*Exercise goal*: In the listing that follows, locate the line containing "filename src/emergency/mod.rs" and the line containing "gate from validation". Retype exactly those two lines and every line between them, and nothing more.

*Records to use*:
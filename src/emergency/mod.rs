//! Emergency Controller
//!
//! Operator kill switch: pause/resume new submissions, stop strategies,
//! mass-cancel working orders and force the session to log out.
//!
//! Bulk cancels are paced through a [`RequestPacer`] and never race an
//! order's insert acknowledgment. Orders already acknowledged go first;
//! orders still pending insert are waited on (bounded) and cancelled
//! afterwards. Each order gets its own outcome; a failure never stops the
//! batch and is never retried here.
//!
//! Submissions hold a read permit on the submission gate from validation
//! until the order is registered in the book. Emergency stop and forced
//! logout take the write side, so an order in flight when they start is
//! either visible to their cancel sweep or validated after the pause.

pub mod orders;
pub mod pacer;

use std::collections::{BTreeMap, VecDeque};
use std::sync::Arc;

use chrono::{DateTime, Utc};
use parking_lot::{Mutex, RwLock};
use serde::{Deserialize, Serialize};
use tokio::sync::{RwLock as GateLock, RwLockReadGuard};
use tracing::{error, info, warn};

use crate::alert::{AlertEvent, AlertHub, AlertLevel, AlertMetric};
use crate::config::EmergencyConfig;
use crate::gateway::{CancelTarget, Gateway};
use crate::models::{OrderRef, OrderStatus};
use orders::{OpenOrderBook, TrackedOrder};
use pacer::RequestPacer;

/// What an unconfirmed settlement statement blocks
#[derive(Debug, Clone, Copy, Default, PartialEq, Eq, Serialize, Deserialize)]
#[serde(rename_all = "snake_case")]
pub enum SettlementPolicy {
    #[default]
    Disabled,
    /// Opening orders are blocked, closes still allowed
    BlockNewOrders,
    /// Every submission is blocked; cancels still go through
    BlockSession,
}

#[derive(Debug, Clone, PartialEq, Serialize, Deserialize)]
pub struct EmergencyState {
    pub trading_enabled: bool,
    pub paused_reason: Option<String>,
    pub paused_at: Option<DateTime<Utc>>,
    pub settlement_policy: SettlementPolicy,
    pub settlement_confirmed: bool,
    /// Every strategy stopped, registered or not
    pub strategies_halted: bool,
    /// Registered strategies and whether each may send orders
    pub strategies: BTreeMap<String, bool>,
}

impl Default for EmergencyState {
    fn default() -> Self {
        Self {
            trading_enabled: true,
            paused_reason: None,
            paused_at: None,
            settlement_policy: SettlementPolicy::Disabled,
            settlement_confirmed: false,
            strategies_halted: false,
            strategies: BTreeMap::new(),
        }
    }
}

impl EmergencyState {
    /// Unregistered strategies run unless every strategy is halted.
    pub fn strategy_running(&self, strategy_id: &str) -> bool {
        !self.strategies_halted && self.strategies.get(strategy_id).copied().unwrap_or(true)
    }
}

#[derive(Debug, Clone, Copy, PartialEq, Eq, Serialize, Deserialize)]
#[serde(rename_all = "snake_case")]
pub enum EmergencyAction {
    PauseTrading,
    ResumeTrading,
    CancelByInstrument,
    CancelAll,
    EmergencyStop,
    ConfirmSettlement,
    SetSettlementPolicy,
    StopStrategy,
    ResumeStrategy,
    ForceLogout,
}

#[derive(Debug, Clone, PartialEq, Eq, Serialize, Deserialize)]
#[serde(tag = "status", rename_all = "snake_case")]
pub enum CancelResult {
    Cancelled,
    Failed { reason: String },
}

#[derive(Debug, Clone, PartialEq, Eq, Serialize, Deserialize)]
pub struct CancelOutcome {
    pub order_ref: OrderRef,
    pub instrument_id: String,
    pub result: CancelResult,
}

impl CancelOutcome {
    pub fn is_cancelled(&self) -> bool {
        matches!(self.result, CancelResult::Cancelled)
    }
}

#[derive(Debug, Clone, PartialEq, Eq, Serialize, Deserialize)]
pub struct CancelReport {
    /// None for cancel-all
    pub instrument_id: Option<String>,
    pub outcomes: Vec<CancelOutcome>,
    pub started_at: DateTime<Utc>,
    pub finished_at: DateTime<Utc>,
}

--

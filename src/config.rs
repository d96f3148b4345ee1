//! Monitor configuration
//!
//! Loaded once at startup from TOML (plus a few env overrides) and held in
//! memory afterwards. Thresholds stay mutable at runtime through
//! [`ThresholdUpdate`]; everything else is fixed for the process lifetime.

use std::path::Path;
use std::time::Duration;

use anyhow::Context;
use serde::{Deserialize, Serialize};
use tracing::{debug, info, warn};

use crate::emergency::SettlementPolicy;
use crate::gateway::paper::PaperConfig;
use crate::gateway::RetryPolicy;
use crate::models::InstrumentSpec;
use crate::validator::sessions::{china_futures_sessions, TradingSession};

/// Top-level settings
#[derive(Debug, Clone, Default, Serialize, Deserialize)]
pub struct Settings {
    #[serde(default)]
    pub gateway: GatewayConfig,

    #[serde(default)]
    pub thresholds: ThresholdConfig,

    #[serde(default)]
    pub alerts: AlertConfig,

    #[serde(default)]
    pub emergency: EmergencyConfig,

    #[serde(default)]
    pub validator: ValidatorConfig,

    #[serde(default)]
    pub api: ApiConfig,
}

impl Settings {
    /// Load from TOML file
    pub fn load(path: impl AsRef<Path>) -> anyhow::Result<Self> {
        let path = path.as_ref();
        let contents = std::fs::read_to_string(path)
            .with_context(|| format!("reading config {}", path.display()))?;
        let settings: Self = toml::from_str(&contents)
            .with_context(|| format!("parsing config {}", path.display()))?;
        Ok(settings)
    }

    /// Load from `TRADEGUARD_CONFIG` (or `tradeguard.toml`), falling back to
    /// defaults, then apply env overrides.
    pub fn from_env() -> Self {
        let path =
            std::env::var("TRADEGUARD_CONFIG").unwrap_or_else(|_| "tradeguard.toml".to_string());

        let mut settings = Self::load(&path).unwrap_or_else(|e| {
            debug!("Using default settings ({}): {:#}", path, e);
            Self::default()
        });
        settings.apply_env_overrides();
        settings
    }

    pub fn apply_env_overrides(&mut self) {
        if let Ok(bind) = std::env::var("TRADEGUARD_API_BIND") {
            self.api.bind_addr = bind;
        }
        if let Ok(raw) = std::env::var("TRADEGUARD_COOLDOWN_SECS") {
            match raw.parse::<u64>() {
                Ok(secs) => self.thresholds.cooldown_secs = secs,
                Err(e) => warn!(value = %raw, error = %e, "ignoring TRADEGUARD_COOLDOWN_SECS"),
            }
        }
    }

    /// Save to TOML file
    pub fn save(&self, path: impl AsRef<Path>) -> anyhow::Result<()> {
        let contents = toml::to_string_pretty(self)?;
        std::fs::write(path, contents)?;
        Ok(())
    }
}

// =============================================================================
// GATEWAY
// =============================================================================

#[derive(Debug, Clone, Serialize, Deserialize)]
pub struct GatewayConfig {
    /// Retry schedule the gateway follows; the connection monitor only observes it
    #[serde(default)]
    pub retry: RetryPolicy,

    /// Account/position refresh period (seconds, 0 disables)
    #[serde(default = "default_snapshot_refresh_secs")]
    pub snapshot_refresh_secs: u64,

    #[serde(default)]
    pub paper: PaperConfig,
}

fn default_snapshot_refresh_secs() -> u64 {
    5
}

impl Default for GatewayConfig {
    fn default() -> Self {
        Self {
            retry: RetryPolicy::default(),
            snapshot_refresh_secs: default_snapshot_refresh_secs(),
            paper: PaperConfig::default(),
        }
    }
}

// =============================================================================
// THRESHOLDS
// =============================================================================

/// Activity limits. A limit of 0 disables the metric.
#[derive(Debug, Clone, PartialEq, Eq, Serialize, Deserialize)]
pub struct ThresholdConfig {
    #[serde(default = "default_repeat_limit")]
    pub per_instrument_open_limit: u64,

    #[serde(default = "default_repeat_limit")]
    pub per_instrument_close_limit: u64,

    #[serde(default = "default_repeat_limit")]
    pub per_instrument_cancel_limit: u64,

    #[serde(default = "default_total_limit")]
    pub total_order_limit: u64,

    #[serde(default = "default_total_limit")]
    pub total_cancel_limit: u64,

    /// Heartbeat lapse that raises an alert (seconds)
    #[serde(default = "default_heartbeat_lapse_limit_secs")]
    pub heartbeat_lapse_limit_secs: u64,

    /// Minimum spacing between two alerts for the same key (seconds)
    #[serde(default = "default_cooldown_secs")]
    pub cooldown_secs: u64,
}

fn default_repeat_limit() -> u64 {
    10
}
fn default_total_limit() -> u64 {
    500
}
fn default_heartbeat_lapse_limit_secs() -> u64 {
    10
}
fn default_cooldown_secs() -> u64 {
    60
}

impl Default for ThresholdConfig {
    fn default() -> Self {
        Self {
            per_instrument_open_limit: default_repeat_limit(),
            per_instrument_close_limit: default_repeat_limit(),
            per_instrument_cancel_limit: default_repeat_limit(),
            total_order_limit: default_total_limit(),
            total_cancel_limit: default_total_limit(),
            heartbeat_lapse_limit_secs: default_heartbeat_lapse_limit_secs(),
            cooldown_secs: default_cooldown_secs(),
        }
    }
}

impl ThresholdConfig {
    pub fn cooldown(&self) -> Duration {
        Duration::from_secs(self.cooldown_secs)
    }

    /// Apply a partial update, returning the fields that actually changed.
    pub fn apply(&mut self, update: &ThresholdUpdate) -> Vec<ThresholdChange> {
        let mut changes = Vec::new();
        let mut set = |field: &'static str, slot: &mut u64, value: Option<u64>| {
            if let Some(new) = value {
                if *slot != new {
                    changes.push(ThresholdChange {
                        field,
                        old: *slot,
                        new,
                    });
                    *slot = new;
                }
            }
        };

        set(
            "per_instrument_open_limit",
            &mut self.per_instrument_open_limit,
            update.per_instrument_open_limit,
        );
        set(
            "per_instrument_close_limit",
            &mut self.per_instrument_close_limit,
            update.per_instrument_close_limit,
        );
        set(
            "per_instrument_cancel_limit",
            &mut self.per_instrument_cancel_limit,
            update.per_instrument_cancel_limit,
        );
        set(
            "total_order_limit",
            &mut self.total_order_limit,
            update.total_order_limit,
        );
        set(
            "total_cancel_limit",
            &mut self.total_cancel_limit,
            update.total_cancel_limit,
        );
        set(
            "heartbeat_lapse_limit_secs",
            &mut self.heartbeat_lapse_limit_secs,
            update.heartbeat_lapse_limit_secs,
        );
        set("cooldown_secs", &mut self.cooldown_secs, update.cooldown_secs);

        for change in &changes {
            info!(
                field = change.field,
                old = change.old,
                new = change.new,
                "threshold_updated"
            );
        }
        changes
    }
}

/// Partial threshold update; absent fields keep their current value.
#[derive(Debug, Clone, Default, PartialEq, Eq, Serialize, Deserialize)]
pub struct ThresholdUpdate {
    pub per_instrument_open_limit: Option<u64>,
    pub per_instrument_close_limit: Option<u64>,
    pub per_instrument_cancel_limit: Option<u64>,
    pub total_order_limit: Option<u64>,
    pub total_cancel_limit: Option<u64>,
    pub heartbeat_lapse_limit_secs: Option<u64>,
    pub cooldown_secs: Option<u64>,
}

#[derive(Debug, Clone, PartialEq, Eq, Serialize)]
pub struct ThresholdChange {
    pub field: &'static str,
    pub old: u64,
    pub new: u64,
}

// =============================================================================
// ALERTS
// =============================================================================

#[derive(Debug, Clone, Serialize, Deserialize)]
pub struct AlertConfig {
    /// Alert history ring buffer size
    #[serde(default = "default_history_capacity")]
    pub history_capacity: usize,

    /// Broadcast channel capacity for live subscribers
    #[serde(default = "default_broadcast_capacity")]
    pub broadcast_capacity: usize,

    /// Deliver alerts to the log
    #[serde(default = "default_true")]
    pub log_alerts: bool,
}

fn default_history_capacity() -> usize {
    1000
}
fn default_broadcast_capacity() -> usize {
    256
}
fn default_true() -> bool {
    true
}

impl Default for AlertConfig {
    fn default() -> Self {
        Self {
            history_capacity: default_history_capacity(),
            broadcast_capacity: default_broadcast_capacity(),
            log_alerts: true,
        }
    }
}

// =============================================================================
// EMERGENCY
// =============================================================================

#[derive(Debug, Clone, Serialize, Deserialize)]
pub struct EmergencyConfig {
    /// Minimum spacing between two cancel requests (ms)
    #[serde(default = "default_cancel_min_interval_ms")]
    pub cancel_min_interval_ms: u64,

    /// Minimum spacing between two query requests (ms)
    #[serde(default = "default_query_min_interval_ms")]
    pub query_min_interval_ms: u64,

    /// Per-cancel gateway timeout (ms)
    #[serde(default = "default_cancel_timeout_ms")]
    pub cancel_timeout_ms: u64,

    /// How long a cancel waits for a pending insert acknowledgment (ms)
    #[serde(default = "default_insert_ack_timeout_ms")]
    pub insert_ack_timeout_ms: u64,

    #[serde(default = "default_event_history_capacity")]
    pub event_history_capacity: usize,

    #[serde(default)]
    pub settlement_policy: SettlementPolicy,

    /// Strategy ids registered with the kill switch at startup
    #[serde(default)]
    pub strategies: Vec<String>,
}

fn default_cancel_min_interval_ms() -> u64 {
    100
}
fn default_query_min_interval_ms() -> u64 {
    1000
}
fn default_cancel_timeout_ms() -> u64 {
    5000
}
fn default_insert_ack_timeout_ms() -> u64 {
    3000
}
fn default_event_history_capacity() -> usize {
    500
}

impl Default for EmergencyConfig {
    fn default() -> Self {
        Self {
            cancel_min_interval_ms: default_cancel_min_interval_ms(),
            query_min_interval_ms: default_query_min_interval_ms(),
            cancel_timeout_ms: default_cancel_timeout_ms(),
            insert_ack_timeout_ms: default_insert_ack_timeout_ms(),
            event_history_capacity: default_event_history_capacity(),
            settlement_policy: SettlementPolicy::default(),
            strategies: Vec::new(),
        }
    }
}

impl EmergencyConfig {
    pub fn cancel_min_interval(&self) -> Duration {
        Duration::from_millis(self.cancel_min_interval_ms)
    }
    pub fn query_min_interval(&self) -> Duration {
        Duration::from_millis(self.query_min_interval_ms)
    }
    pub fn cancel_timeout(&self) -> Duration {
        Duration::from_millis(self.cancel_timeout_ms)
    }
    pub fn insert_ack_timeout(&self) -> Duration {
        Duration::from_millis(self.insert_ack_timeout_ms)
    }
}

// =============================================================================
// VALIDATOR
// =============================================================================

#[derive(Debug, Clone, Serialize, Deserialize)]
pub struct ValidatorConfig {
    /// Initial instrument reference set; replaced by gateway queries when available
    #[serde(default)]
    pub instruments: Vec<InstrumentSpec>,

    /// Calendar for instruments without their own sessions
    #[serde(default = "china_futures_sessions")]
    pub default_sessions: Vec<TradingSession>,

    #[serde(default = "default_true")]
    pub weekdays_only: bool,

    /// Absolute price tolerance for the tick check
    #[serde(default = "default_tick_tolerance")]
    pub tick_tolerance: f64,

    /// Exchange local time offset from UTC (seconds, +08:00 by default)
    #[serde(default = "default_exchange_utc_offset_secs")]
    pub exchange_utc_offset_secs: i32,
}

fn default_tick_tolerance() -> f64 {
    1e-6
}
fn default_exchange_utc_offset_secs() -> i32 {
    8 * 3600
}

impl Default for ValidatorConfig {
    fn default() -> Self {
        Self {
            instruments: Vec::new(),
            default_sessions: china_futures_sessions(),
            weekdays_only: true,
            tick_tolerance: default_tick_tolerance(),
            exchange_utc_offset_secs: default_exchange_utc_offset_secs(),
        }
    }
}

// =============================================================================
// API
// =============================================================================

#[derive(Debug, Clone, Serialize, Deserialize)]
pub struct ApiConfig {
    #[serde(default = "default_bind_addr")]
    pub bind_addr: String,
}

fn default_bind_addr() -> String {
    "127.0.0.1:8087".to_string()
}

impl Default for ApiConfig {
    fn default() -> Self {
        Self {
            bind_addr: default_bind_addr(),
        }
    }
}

*Answer section*:
filename src/emergency/mod.rs
//! Emergency Controller
//!
//! Operator kill switch: pause/resume new submissions, stop strategies,
//! mass-cancel working orders and force the session to log out.
//!
//! Bulk cancels are paced through a [`RequestPacer`] and never race an
//! order's insert acknowledgment. Orders already acknowledged go first;
//! orders still pending insert are waited on (bounded) and cancelled
//! afterwards. Each order gets its own outcome; a failure never stops the
//! batch and is never retried here.
//!
//! Submissions hold a read permit on the submission gate from validation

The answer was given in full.